The Nickname I Don't Want Anyone to Use
- csoftball9
- Mar 25, 2017
- 3 min read
I have never been a fan of nicknames. I don't like to call people by their nickname or give anyone a nickname. I'm not actually sure why, but I just prefer calling a person by their given name. I'm even petty enough about it that I hate when people shorten my name to one syllable. It annoys me for absolutely no logical reason at all. So, I don't really have any nicknames. Even when I played sports I was always called by my first name, because my last name was too long. I believe I was one of the only ones on my sports teams that wasn't called by her last name but rather her first name. I liked it that way. So, as a 24 year old, I don't have a nickname (at least not one I know of).
The last time I had a nickname (and the only one I've ever had) was up until I was 9 years old. My papa gave it to me. Apparently when I was born he decided he would never be able to remember my given name, so he called me Pooh.

I don't remember him ever calling me by my first name. To him, I was alway Pooh. I loved it. I loved that I had a special name from him. You see, he was someone I looked up to ever so dearly. I was his first grandchild, and we were incredibly close.

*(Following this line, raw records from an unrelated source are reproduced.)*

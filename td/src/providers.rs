//! Model name → provider inference (spec.md §4.9).
//!
//! Provider names are plain strings rather than an enum so coordinators can
//! add providers without a core release; the ordered pattern matches below
//! are the single source of truth other modules (token-metrics splitting,
//! the LLM stage's escalation check) consult.

/// Ordered pattern matches: Anthropic, OpenAI, Google, xAI, then local
/// providers (spec.md §4.9).
pub fn infer_provider_from_model(model: &str) -> &'static str {
    let lower = model.to_lowercase();
    if lower.contains("claude") {
        "anthropic"
    } else if lower.contains("gpt") || lower.starts_with("o1") || lower.starts_with("o3") {
        "openai"
    } else if lower.contains("gemini") {
        "google"
    } else if lower.contains("grok") {
        "xai"
    } else if lower.starts_with("mlx-community/") {
        "mlx"
    } else if lower.contains(':') {
        "ollama"
    } else if ["llama", "mistral", "qwen", "phi", "gemma"]
        .iter()
        .any(|prefix| lower.starts_with(prefix))
    {
        "ollama"
    } else {
        "unknown"
    }
}

/// Providers whose inference runs on the caller's own hardware, used to
/// split token metrics into local vs external (spec.md §3, §4.9).
pub fn is_local_provider(provider: &str) -> bool {
    matches!(provider.to_lowercase().as_str(), "mlx" | "ollama")
}

/// Convenience wrapper combining inference with the local-provider check
/// (spec.md §4.9).
pub fn is_local_model(model: &str) -> bool {
    is_local_provider(infer_provider_from_model(model))
}

/// Enforce the compatibility matrix from spec.md §4.9: MLX models only run
/// on MLX, `:`-tagged Ollama-style models only on Ollama, cloud model names
/// only on their respective provider.
pub fn is_model_compatible_with_provider(model: &str, provider: &str) -> bool {
    let inferred = infer_provider_from_model(model);
    if inferred == "unknown" {
        // An unrecognized model name is not yet proven incompatible;
        // the caller (escalation policy) decides whether to trust it.
        return true;
    }
    inferred.eq_ignore_ascii_case(provider)
}

#[cfg(test)]
mod tests {
    use super::*;

    #[test]
    fn cloud_models_map_to_expected_providers() {
        assert_eq!(infer_provider_from_model("claude-sonnet-4-20250514"), "anthropic");
        assert_eq!(infer_provider_from_model("gpt-4o"), "openai");
        assert_eq!(infer_provider_from_model("o1-preview"), "openai");
        assert_eq!(infer_provider_from_model("gemini-1.5-pro"), "google");
        assert_eq!(infer_provider_from_model("grok-2"), "xai");
    }

    #[test]
    fn local_models_map_to_local_providers() {
        assert_eq!(infer_provider_from_model("mlx-community/Llama-3-8B"), "mlx");
        assert_eq!(infer_provider_from_model("llama3:8b"), "ollama");
        assert_eq!(infer_provider_from_model("mistral"), "ollama");
        assert_eq!(infer_provider_from_model("qwen2.5-coder"), "ollama");
    }

    #[test]
    fn unknown_model_names_fall_back() {
        assert_eq!(infer_provider_from_model("some-custom-thing"), "unknown");
    }

    #[test]
    fn local_provider_classification() {
        assert!(is_local_provider("mlx"));
        assert!(is_local_provider("ollama"));
        assert!(!is_local_provider("anthropic"));
        assert!(is_local_model("llama3:8b"));
        assert!(!is_local_model("claude-sonnet-4-20250514"));
    }

    #[test]
    fn compatibility_matrix() {
        assert!(is_model_compatible_with_provider("mlx-community/Llama-3-8B", "mlx"));
        assert!(!is_model_compatible_with_provider("mlx-community/Llama-3-8B", "ollama"));
        assert!(is_model_compatible_with_provider("llama3:8b", "ollama"));
        assert!(!is_model_compatible_with_provider("llama3:8b", "mlx"));
        assert!(is_model_compatible_with_provider("claude-sonnet-4-20250514", "anthropic"));
        assert!(!is_model_compatible_with_provider("claude-sonnet-4-20250514", "openai"));
    }
}
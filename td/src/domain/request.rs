//! Request and its context, per spec.md §3.

use chrono::{DateTime, Utc};
use serde::{Deserialize, Serialize};
use uuid::Uuid;

/// The kind of request being processed.
#[derive(Debug, Clone, Copy, PartialEq, Eq, Serialize, Deserialize)]
#[serde(rename_all = "snake_case")]
pub enum RequestType {
    Chat,
    Command,
    Query,
}

/// A callback invoked by stages to report granular progress, e.g. streaming
/// tokens to a caller-supplied sink. Stored as a type-erased `Arc<dyn Fn>`
/// because closures cannot derive `Clone`/`Serialize`.
pub type StepCallback = std::sync::Arc<dyn Fn(&str) + Send + Sync>;

/// Immutable-once-created context accompanying a [`Request`] (spec.md §3:
/// "Request.context carries: working directory, platform fingerprint,
/// conversation history, active file, tags, model/provider override,
/// unrestricted flag, voice flag, per-step callback").
#[derive(Clone, Default)]
pub struct RequestContext {
    pub working_dir: Option<String>,
    pub fingerprint: Option<super::Fingerprint>,
    pub conversation_history: Vec<String>,
    pub active_file: Option<String>,
    pub tags: Vec<String>,
    pub model_override: Option<String>,
    pub provider_override: Option<String>,
    pub unrestricted: bool,
    pub voice_mode: bool,
    pub on_step: Option<StepCallback>,
}

impl std::fmt::Debug for RequestContext {
    fn fmt(&self, f: &mut std::fmt::Formatter<'_>) -> std::fmt::Result {
        f.debug_struct("RequestContext")
            .field("working_dir", &self.working_dir)
            .field("fingerprint", &self.fingerprint)
            .field("conversation_history_len", &self.conversation_history.len())
            .field("active_file", &self.active_file)
            .field("tags", &self.tags)
            .field("model_override", &self.model_override)
            .field("provider_override", &self.provider_override)
            .field("unrestricted", &self.unrestricted)
            .field("voice_mode", &self.voice_mode)
            .field("on_step", &self.on_step.is_some())
            .finish()
    }
}

/// A single user request entering the orchestrator (spec.md §3).
///
/// `id` and `timestamp` are populated on entry if the caller left them
/// unset; the request is treated as immutable once the pipeline begins.
#[derive(Debug, Clone)]
pub struct Request {
    pub id: String,
    pub request_type: RequestType,
    pub input: String,
    pub session_id: Option<String>,
    pub context: RequestContext,
    pub timestamp: DateTime<Utc>,
}

impl Request {
    /// Build a chat request with a freshly generated id and current timestamp.
    pub fn chat(input: impl Into<String>) -> Self {
        Self::new(RequestType::Chat, input)
    }

    pub fn command(input: impl Into<String>) -> Self {
        Self::new(RequestType::Command, input)
    }

    pub fn query(input: impl Into<String>) -> Self {
        Self::new(RequestType::Query, input)
    }

    fn new(request_type: RequestType, input: impl Into<String>) -> Self {
        Self {
            id: Uuid::new_v4().to_string(),
            request_type,
            input: input.into(),
            session_id: None,
            context: RequestContext::default(),
            timestamp: Utc::now(),
        }
    }

    /// Fill in `id`/`timestamp` if the caller left them default — mirrors
    /// `Orchestrator::Process`'s "Assigns id/timestamp if missing" (spec.md §4.1).
    pub fn ensure_identity(&mut self) {
        if self.id.is_empty() {
            self.id = Uuid::new_v4().to_string();
        }
    }
}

That's him in the picture. He was teaching me to drive the boat. He and my nanny had a lake out their back door, and we spent as many waking hours out there as possible. To me, I was THE BOSS LADY whenever I was with him. He let me drive the boat, took me fishing, let me adjust the gears in his stick shift Nissan truck, and spent almost every Saturday with me. Many Saturdays he would pick me up, and we would go to the sale barn together. We didn't buy anything, but I learned to sit incredibly still so as not to accidentally bid. Haha I was 7, I had no chance of them thinking I was bidding. That was pretty clever on his part. Other Saturdays he would pick me up, and we would spend the morning hitting up all the local yard sales. Those were my favorite days. He always bought me tons of junk.
The Christmas before he died, I remember him using me as his spy. He said, "Pooh, ask your nanny what she got me for Christmas then come and tell me later." Oh man, I was on the mission of a life time. I was trying to be all sneaky and find out what he was getting, only to have my nanny know exactly what I was doing and tell me a fake gift. We were both shocked when he opened up a hitch cover in the shape of a boat propellor instead of a fishing pole that folded up. Come to think of it, I may have been the only one surprised it wasn't a foldable fishing pole. He laughed so much, and I was so upset my spy mission had failed. I was quite the dramatic child. My nanny told me, recently, that when I was about four years old I called my papa and asked him to "come pick me up and get me out of this mess". I had a brand new baby sister and wanted a break haha. He jumped in the car and raced to my rescue.
I am sure I'm guilty of putting him on a pedastool; I think that's easy to do when someone we love dies. But I sure loved that man. I was 9 when he was killed, and I was about 10 the last time anyone called me Pooh. It was just as well; I didn't want anyone to call me that anymore. It was special. It was mine and his. I became protective of the nickname, and didn't want anyone saying it ever. I guess everyone deals with losing someone differently, and I held on to him by the nickname he gave me. I use it now as a password, username, and other private things, but I don't want anyone else using it. I don't want to hear it. It breaks my heart, and it was too special to have it feel sour.
Anytime I've been asked if I have a nick name I always answer no, but I know this one will always be dear to me. I just don't want anyone tainting it.
Grief is a weird thing, and for that 9 year old girl, so many years ago, it meant latching onto the name he gave me and never wanting anyone else to use it.